Is Twitter Really More Addictive Than Alcohol?

Twitter and Facebook are harder to resist than alcohol and cigarettes, but so is the urge to work, according to new research on people’s daily struggles with self-control and desire. The counterintuitive findings may reveal more about the complexities of defining addiction and self-discipline than anything else.

Researchers gave BlackBerrys to 205 adults and signaled them seven times a day at randomly selected daytime hours for one week. When they were contacted, participants reported whether they were experiencing desire for something, what it was that they wanted, how strong the urge was, whether they wished to resist this desire and if they did in fact yield to the temptation.

The most strongly felt desires were for sleep and sex. Unexpectedly, cravings for cigarettes and alcohol were reported as weakest. In terms of actual behavior, participants had the hardest time stopping themselves from checking social media when they preferred not to, and from working when that was not what they truly wanted to do, suggesting that these urges actually drove people’s actions more than drugs or sex did.

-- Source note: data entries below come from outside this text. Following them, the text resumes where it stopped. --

use axum::{
    body::Body,
    extract::Request,
    routing::{get, post},
    Router,
};
use std::sync::Arc;
use std::time::Duration;
use crate::state::AppState;
use crate::api::handlers::{booking, health, listing};
use tower_http::{
    trace::TraceLayer,
    classify::ServerErrorsFailureClass,
};
use tower_cookies::CookieManagerLayer;
use tracing::{error, info, info_span, Span};
use uuid::Uuid;

pub fn create_router(state: Arc<AppState>) -> Router {
    Router::new()
        .route("/health", get(health::health_check))

        // Listings (marketplace glue; the core reads price + display fields)
        .route("/api/v1/listings", get(listing::list_listings).post(listing::create_listing))
        .route("/api/v1/listings/{id}", get(listing::get_listing))

        // Booking flow
        .route("/api/v1/listings/{id}/book", get(booking::booking_page))
        .route("/api/v1/listings/{id}/create-order", post(booking::create_order))
        .route("/api/v1/bookings/verify-payment", post(booking::verify_payment))

        // Booking management
        .route("/api/v1/bookings", get(booking::my_bookings))
        .route("/api/v1/bookings/{id}", get(booking::get_booking).put(booking::update_booking))
        .route("/api/v1/bookings/{id}/cancel", post(booking::cancel_booking))

        .layer(
            TraceLayer::new_for_http()
                .make_span_with(|request: &Request<Body>| {
                    let request_id = Uuid::new_v4().to_string();
                    info_span!(
                        "http_request",
                        request_id = %request_id,
                        method = ?request.method(),
                        uri = ?request.uri(),
                        version = ?request.version(),
                        user_id = tracing::field::Empty,
                    )
                })
                .on_request(|request: &Request<Body>, _span: &Span| {
                    info!("started processing request: {} {}", request.method(), request.uri().path());
                })
                .on_response(|response: &axum::http::Response<Body>, latency: Duration, _span: &Span| {
                    info!(
                        status = response.status().as_u16(),
                        latency_ms = latency.as_millis(),
                        "finished processing request"
                    );
                })
                .on_failure(|error: ServerErrorsFailureClass, _latency: Duration, _span: &Span| {
                    error!("request failed: {:?}", error);
                })
        )
        .layer(CookieManagerLayer::new())
        .with_state(state)
}
pub mod factory;
pub mod gateway;
pub mod repositories;
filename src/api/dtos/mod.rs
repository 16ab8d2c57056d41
pub mod requests;
pub mod responses;
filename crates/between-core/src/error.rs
use std::fmt;
use std::time::Duration;

use crate::graph::VertexId;

/// Result alias used throughout the crate.
pub type Result<T, E = GraphError> = std::result::Result<T, E>;

/// Errors from graph construction and centrality queries.
///
/// Construction failures (`DuplicateVertex`, `UnknownEndpoint`, `SelfLoop`,
/// `DuplicateEdge`) are fatal: no partial graph is ever returned.
#[derive(Debug, Clone, PartialEq, Eq, thiserror::Error)]
pub enum GraphError {
    /// The vertex list names the same identifier more than once.
    #[error("vertices contain duplicates: {duplicates:?}")]
    DuplicateVertex { duplicates: Vec<VertexId> },

    /// An edge endpoint is not a member of the vertex list.
    #[error("edge ({a}, {b}) has an endpoint that is not a vertex")]
    UnknownEndpoint { a: VertexId, b: VertexId },

    /// An edge connects a vertex to itself.
    #[error("edge ({vertex}, {vertex}) is a self-loop")]
    SelfLoop { vertex: VertexId },

    /// The same unordered pair appears more than once in the edge list.
    #[error("edges contain duplicates: {duplicates:?}")]
    DuplicateEdge { duplicates: Vec<(VertexId, VertexId)> },

    /// A query named a vertex that is not in the graph.
    #[error("vertex {0} is not in the graph")]
    UnknownVertex(VertexId),

    /// No path connects the two vertices.
    #[error("no path exists from {from} to {to}")]
    NoPath { from: VertexId, to: VertexId },

    /// A centrality query met a disconnected pair under the `fail` policy.
    #[error("vertices {a} and {b} are disconnected")]
    Disconnected { a: VertexId, b: VertexId },

    /// The query was cancelled through its [`crate::Cancellation`] handle.
    #[error("computation cancelled")]
    Cancelled,

    /// The query ran past its configured deadline.
    #[error("deadline of {0:?} exceeded")]
    DeadlineExceeded(Duration),

    /// The worker pool could not be created.
    #[error("failed to build worker pool: {0}")]
    ThreadPool(String),

    /// A configuration value is out of range.
    #[error("invalid configuration: {0}")]
    InvalidConfig(String),
}

impl GraphError {
    /// Machine-readable code for this error.
    #[must_use]
    pub const fn code(&self) -> ErrorCode {
        match self {
            Self::DuplicateVertex { .. } => ErrorCode::DuplicateVertex,
            Self::UnknownEndpoint { .. } => ErrorCode::UnknownEndpoint,
            Self::SelfLoop { .. } => ErrorCode::SelfLoop,
            Self::DuplicateEdge { .. } => ErrorCode::DuplicateEdge,
            Self::UnknownVertex(_) => ErrorCode::UnknownVertex,
            Self::NoPath { .. } => ErrorCode::NoPath,
            Self::Disconnected { .. } => ErrorCode::Disconnected,
            Self::Cancelled => ErrorCode::Cancelled,
            Self::DeadlineExceeded(_) => ErrorCode::DeadlineExceeded,
            Self::ThreadPool(_) => ErrorCode::ThreadPool,
            Self::InvalidConfig(_) => ErrorCode::InvalidConfig,
        }
    }

    /// Returns `true` for errors raised while validating construction input.
    #[must_use]
    pub const fn is_validation(&self) -> bool {
        matches!(
            self,
            Self::DuplicateVertex { .. }
                | Self::UnknownEndpoint { .. }
                | Self::SelfLoop { .. }
                | Self::DuplicateEdge { .. }
        )
    }
}

/// Machine-readable error codes for scripting against the CLI.
#[derive(Debug, Clone, Copy, PartialEq, Eq, Hash)]
pub enum ErrorCode {
    DuplicateVertex,
    UnknownEndpoint,
    SelfLoop,
    DuplicateEdge,
    UnknownVertex,
    NoPath,
    Disconnected,
    Cancelled,
    DeadlineExceeded,
    ThreadPool,
    InvalidConfig,
}

impl ErrorCode {
    /// Stable code identifier (`E####`) for machine parsing.
    #[must_use]
    pub const fn code(self) -> &'static str {
        match self {
            Self::DuplicateVertex => "E1001",
            Self::UnknownEndpoint => "E1002",
            Self::SelfLoop => "E1003",
            Self::DuplicateEdge => "E1004",
            Self::UnknownVertex => "E2001",
            Self::NoPath => "E2002",
            Self::Disconnected => "E2003",
            Self::Cancelled => "E3001",
            Self::DeadlineExceeded => "E3002",
            Self::ThreadPool => "E3003",
            Self::InvalidConfig => "E4001",
        }
    }

    /// Short human-facing summary for logs and terminal output.
    #[must_use]
    pub const fn message(self) -> &'static str {
        match self {
            Self::DuplicateVertex => "Duplicate vertex",
            Self::UnknownEndpoint => "Edge endpoint not in vertex set",
            Self::SelfLoop => "Self-loop edge",
            Self::DuplicateEdge => "Duplicate edge",
            Self::UnknownVertex => "Unknown vertex",
            Self::NoPath => "No path between vertices",
            Self::Disconnected => "Disconnected vertex pair",
            Self::Cancelled => "Computation cancelled",
            Self::DeadlineExceeded => "Deadline exceeded",
            Self::ThreadPool => "Worker pool unavailable",
            Self::InvalidConfig => "Invalid configuration",
        }
    }

    /// Optional remediation hint that can be surfaced to operators.
    #[must_use]
    pub const fn hint(self) -> Option<&'static str> {
        match self {
            Self::DuplicateVertex => Some("List each vertex identifier exactly once."),
            Self::UnknownEndpoint => Some("Add the missing endpoint to the vertex list."),
            Self::SelfLoop => Some("Remove edges whose endpoints are equal."),
            Self::DuplicateEdge => {
                Some("An edge and its reverse are the same edge; list each pair once.")
            }
            Self::UnknownVertex | Self::NoPath | Self::Cancelled => None,
            Self::Disconnected => {
                Some("Use `disconnected = \"skip\"` to score disconnected pairs as 0.")
            }
            Self::DeadlineExceeded => Some("Raise `deadline_ms` or use the brandes method."),
            Self::ThreadPool => Some("Lower `threads` or run with `parallel = false`."),
            Self::InvalidConfig => Some("Fix the value in between.toml and retry."),
        }
    }
}

impl fmt::Display for ErrorCode {
    fn fmt(&self, f: &mut fmt::Formatter<'_>) -> fmt::Result {
        write!(f, "{}", self.code())
    }
}

#[cfg(test)]
mod tests {
    use super::{ErrorCode, GraphError};
    use std::collections::HashSet;

    const ALL: [ErrorCode; 11] = [
        ErrorCode::DuplicateVertex,
        ErrorCode::UnknownEndpoint,
        ErrorCode::SelfLoop,
        ErrorCode::DuplicateEdge,
        ErrorCode::UnknownVertex,
        ErrorCode::NoPath,
        ErrorCode::Disconnected,
        ErrorCode::Cancelled,
        ErrorCode::DeadlineExceeded,
        ErrorCode::ThreadPool,
        ErrorCode::InvalidConfig,
    ];

    #[test]
    fn all_codes_are_unique() {
        let mut seen = HashSet::new();
        for code in ALL {
            assert!(seen.insert(code.code()), "duplicate code {}", code.code());
        }
    }

    #[test]
    fn code_format_is_machine_friendly() {
        for code in ALL {
            let s = code.code();
            assert_eq!(s.len(), 5);
            assert!(s.starts_with('E'));
            assert!(s.chars().skip(1).all(|c| c.is_ascii_digit()));
        }
    }

    #[test]
    fn validation_errors_are_flagged() {
        assert!(GraphError::SelfLoop { vertex: 1 }.is_validation());
        assert!(GraphError::DuplicateVertex { duplicates: vec![1] }.is_validation());
        assert!(!GraphError::NoPath { from: 1, to: 2 }.is_validation());
        assert!(!GraphError::Cancelled.is_validation());
    }

    #[test]
    fn display_names_the_vertices() {
        let err = GraphError::NoPath { from: 3, to: 9 };
        assert_eq!(err.to_string(), "no path exists from 3 to 9");
        assert_eq!(err.code().code(), "E2002");
    }
}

While people joke about “workaholism” (can I have some workahol, please?), this research suggests that many people do, indeed, find themselves working when they have a choice not to and actually want to be doing something else. It also implies that, if measured by the intensity of reported desire, sleep and sex are the most addictive of all.

But does that really that mean that work is more addictive than alcohol, or that sleep is as addictive as sex? Here is where the complexity of addiction comes in. We tend to think of addiction as being located in a substance or perhaps an activity — one that is so inherently attractive that it displaces everything else. In the classic case, an addictive drug is viewed as changing the brain to make it unable to resist.

In reality, however, addiction is a matter of imbalance — between your own personal desire to engage in the addictive behavior and your conflicting desire to avoid the negative consequences of said behavior and/or do something else. Addiction is not absolute, and these particular desires as well as your ability to resist them wax and wane over time and in relation to specific cues, stresses and situations.